Top of MATERIAL FOR THIS TASK

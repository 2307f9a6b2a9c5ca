//! Terminal output — spinner while a run is in flight, colored verdict after.

use console::Style;
use indicatif::{ProgressBar, ProgressStyle};

use crate::error::HarnessError;

/// Visual progress for one page test run.
pub struct RunProgress {
    pb: ProgressBar,
    green: Style,
    red: Style,
}

impl RunProgress {
    /// Start the spinner for the page under test.
    pub fn start(url: &str, started_at: &str) -> Self {
        let pb = ProgressBar::new_spinner();
        pb.set_style(
            ProgressStyle::default_spinner()
                .template("{spinner:.cyan} {msg}")
                .expect("invalid template"),
        );
        pb.set_message(format!("Testing {url} (started {started_at})"));
        pb.enable_steady_tick(std::time::Duration::from_millis(100));

        Self {
            pb,
            green: Style::new().green().bold(),
            red: Style::new().red().bold(),
        }
    }

    /// Clear the spinner and print the run verdict.
    pub fn finish(&self, outcome: &Result<(), HarnessError>) {
        self.pb.finish_and_clear();
        match outcome {
            Ok(()) => {
                println!("  {} Page test passed", self.green.apply_to("✓"));
            }
            Err(err) => {
                println!("  {} Page test failed: {err}", self.red.apply_to("✗"));
            }
        }
    }
}
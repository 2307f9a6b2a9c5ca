pub mod client;
pub mod error;
pub mod types;

use std::future::Future;

use serde_json::Value;

pub use client::WebDriverClient;
pub use error::WebDriverError;

/// The two browser capabilities the harness needs from a driver.
///
/// `WebDriverClient` is the real implementation; tests substitute scripted
/// mocks. Futures are `Send` so generic callers can run handlers on spawned
/// tasks.
pub trait PageDriver: Send + Sync {
    /// Run `script` in the page context with the given arguments and return
    /// its result as a JSON value.
    fn execute_script(
        &self,
        script: &str,
        args: Vec<Value>,
    ) -> impl Future<Output = Result<Value, WebDriverError>> + Send;

    /// Capture a screenshot of the current viewport as PNG bytes.
    fn take_screenshot(&self) -> impl Future<Output = Result<Vec<u8>, WebDriverError>> + Send;
}
//! Drives one page-level test run to a single settled outcome.
//!
//! Control flow: precondition checks, then a subscription to the page's job
//! stream, per-job handling with acknowledgment back to the stream, a
//! console-error check once the stream completes, and unconditional teardown
//! of the subscription.

use std::sync::Arc;
use std::time::Duration;

use tokio::sync::mpsc::UnboundedReceiver;
use tokio_util::sync::CancellationToken;
use tracing::debug;

use crate::deferred::{Deferred, deferred};
use crate::error::HarnessError;
use crate::jobs::{self, JobEvent, SNAPSHOT, StreamOptions};
use crate::snapshot::{SnapshotMatcher, SnapshotOptions};
use crate::webdriver::{PageDriver, WebDriverError};

pub(crate) const CHECK_WEBCHAT: &str = "return !!window.WebChat";
pub(crate) const CHECK_TEST_HARNESS: &str = "return !!window.WebChatTest";
pub(crate) const CHECK_UI_LIBRARIES: &str =
    "return !!(window.React && window.ReactDOM && window.ReactTestUtils)";
pub(crate) const CONSOLE_ERROR_COUNT: &str =
    "return window.WebChatTest.getConsoleHistory().filter(entry => entry.level === 'error').length";

#[derive(Debug, Clone)]
pub struct RunnerOptions {
    /// Do not fail the run when the page called console.error().
    pub ignore_console_error: bool,
    /// Passed through to job-stream construction; page errors are then
    /// neither read nor fatal.
    pub ignore_page_error: bool,
    pub poll_interval: Duration,
    pub snapshot: SnapshotOptions,
}

impl Default for RunnerOptions {
    fn default() -> Self {
        Self {
            ignore_console_error: false,
            ignore_page_error: false,
            poll_interval: Duration::from_millis(200),
            snapshot: SnapshotOptions::default(),
        }
    }
}

/// Run the page test to completion.
///
/// Resolves with `()` when the job stream completes cleanly and no disallowed
/// console errors occurred. Rejects with the first terminal error otherwise:
/// missing page dependency, snapshot mismatch, stream error, console errors
/// at completion, or cancellation. The job-stream subscription is torn down
/// on every exit path.
pub async fn run_page_processor<D: PageDriver + 'static>(
    driver: Arc<D>,
    options: RunnerOptions,
    cancel: CancellationToken,
) -> Result<(), HarnessError> {
    check_dependency(driver.as_ref(), CHECK_WEBCHAT, "webchat.js").await?;
    check_dependency(driver.as_ref(), CHECK_TEST_HARNESS, "testharness.js").await?;
    check_dependency(
        driver.as_ref(),
        CHECK_UI_LIBRARIES,
        "react, react-dom and react-test-utils",
    )
    .await?;
    debug!("page dependencies present");

    let (events, subscription) = jobs::subscribe(
        driver.clone(),
        StreamOptions {
            ignore_page_error: options.ignore_page_error,
            poll_interval: options.poll_interval,
        },
    );

    let (result, settled) = deferred::<(), HarnessError>();
    let matcher = Arc::new(SnapshotMatcher::new(options.snapshot.clone()));
    let dispatch = tokio::spawn(dispatch_events(
        events,
        driver.clone(),
        matcher,
        result.clone(),
        options.ignore_console_error,
    ));
    // Settlement now belongs to the dispatch loop and the per-job handlers;
    // holding our clone would keep the cell alive past a dispatch failure.
    drop(result);

    let outcome = tokio::select! {
        outcome = settled.wait() => outcome.unwrap_or_else(|| {
            Err(HarnessError::Stream("job stream ended without completing".into()))
        }),
        () = cancel.cancelled() => Err(HarnessError::TestAborted),
    };

    // Teardown runs no matter how the result settled.
    subscription.unsubscribe();
    dispatch.abort();
    outcome
}

/// Sequential consumer over the job-stream events. Each job is handled on its
/// own task, so job N+1 can start while job N is still comparing.
async fn dispatch_events<D: PageDriver + 'static>(
    mut events: UnboundedReceiver<JobEvent>,
    driver: Arc<D>,
    matcher: Arc<SnapshotMatcher>,
    result: Deferred<(), HarnessError>,
    ignore_console_error: bool,
) {
    while let Some(event) = events.recv().await {
        match event {
            JobEvent::Next { job, deferred } => {
                let driver = Arc::clone(&driver);
                let matcher = Arc::clone(&matcher);
                let result = result.clone();
                tokio::spawn(async move {
                    if job.job_type == SNAPSHOT {
                        let compared = match driver.take_screenshot().await {
                            Ok(png) => matcher.matches(&png),
                            Err(err) => Err(err.into()),
                        };
                        match compared {
                            Ok(()) => deferred.resolve(),
                            Err(err) => {
                                // One failing snapshot fails the whole run.
                                deferred.reject(err.to_string());
                                result.reject(err);
                            }
                        }
                    } else {
                        // An unrecognized type rejects only this job's own
                        // handle; the overall result is left untouched.
                        deferred.reject(HarnessError::UnknownJobType(job.job_type).to_string());
                    }
                });
            }
            JobEvent::Error(err) => {
                result.reject(err);
                break;
            }
            JobEvent::Complete => {
                match console_error_count(driver.as_ref()).await {
                    Ok(count) if !ignore_console_error && count > 0 => {
                        result.reject(HarnessError::ConsoleErrorDetected(count));
                    }
                    Ok(_) => result.resolve(()),
                    Err(err) => result.reject(err.into()),
                }
                break;
            }
        }
    }
}

async fn check_dependency<D: PageDriver>(
    driver: &D,
    script: &str,
    dependency: &str,
) -> Result<(), HarnessError> {
    let loaded = driver.execute_script(script, vec![]).await?;
    if loaded.as_bool().unwrap_or(false) {
        Ok(())
    } else {
        Err(HarnessError::MissingDependency(dependency.into()))
    }
}

async fn console_error_count<D: PageDriver>(driver: &D) -> Result<usize, WebDriverError> {
    let value = driver.execute_script(CONSOLE_ERROR_COUNT, vec![]).await?;
    Ok(value.as_u64().unwrap_or(0) as usize)
}
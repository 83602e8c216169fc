use anyhow::{anyhow, Error, Result};
use log::warn;
use std::future::Future;
use tokio::time::{sleep, Duration};

/// Result of a single attempt against a collaborator that signals
/// warm-up and throttling instead of failing outright.
#[derive(Debug)]
pub enum AttemptOutcome<T> {
    Ready(T),
    /// The remote model is still loading.
    Loading,
    RateLimited,
    Failed(Error),
}

#[derive(Debug, Clone, Copy)]
pub struct RetryPolicy {
    pub max_attempts: u32,
    pub loading_backoff: Duration,
    pub rate_limit_backoff: Duration,
}

impl RetryPolicy {
    /// Rate limiting waits twice as long as a loading model.
    pub fn from_backoff(max_attempts: u32, backoff_seconds: u64) -> Self {
        Self {
            max_attempts: max_attempts.max(1),
            loading_backoff: Duration::from_secs(backoff_seconds),
            rate_limit_backoff: Duration::from_secs(backoff_seconds * 2),
        }
    }
}

#[derive(Debug)]
pub struct RetryReport<T> {
    pub result: Result<T>,
    pub attempts: u32,
}

/// Runs `op` until it returns `Ready`, fails hard, or the attempt cap is hit.
/// Only `Loading` and `RateLimited` are retried.
pub async fn run_with_retry<T, F, Fut>(policy: &RetryPolicy, label: &str, mut op: F) -> RetryReport<T>
where
    F: FnMut(u32) -> Fut,
    Fut: Future<Output = AttemptOutcome<T>>,
{
    let mut attempts = 0;

    while attempts < policy.max_attempts {
        attempts += 1;

        let backoff = match op(attempts).await {
            AttemptOutcome::Ready(value) => {
                return RetryReport {
                    result: Ok(value),
                    attempts,
                }
            }
            AttemptOutcome::Failed(e) => {
                return RetryReport {
                    result: Err(e.context(format!("{} failed on attempt {}", label, attempts))),
                    attempts,
                }
            }
            AttemptOutcome::Loading => {
                warn!("{} is still loading (attempt {}/{})", label, attempts, policy.max_attempts);
                policy.loading_backoff
            }
            AttemptOutcome::RateLimited => {
                warn!("{} rate limited (attempt {}/{})", label, attempts, policy.max_attempts);
                policy.rate_limit_backoff
            }
        };

        if attempts < policy.max_attempts {
            sleep(backoff).await;
        }
    }

    RetryReport {
        result: Err(anyhow!("{} still unavailable after {} attempts", label, attempts)),
        attempts,
    }
}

Bottom of MATERIAL FOR THIS TASK

PROMPT:
Repeat only what lies between the first line of the data and the line containing "page test run.", both of those lines included, exactly as it stands.

SOLVED EXERCISE:
repository 2307f9a6b2a9c5ca
//! Terminal output — spinner while a run is in flight, colored verdict after.

use console::Style;
use indicatif::{ProgressBar, ProgressStyle};

use crate::error::HarnessError;

/// Visual progress for one page test run.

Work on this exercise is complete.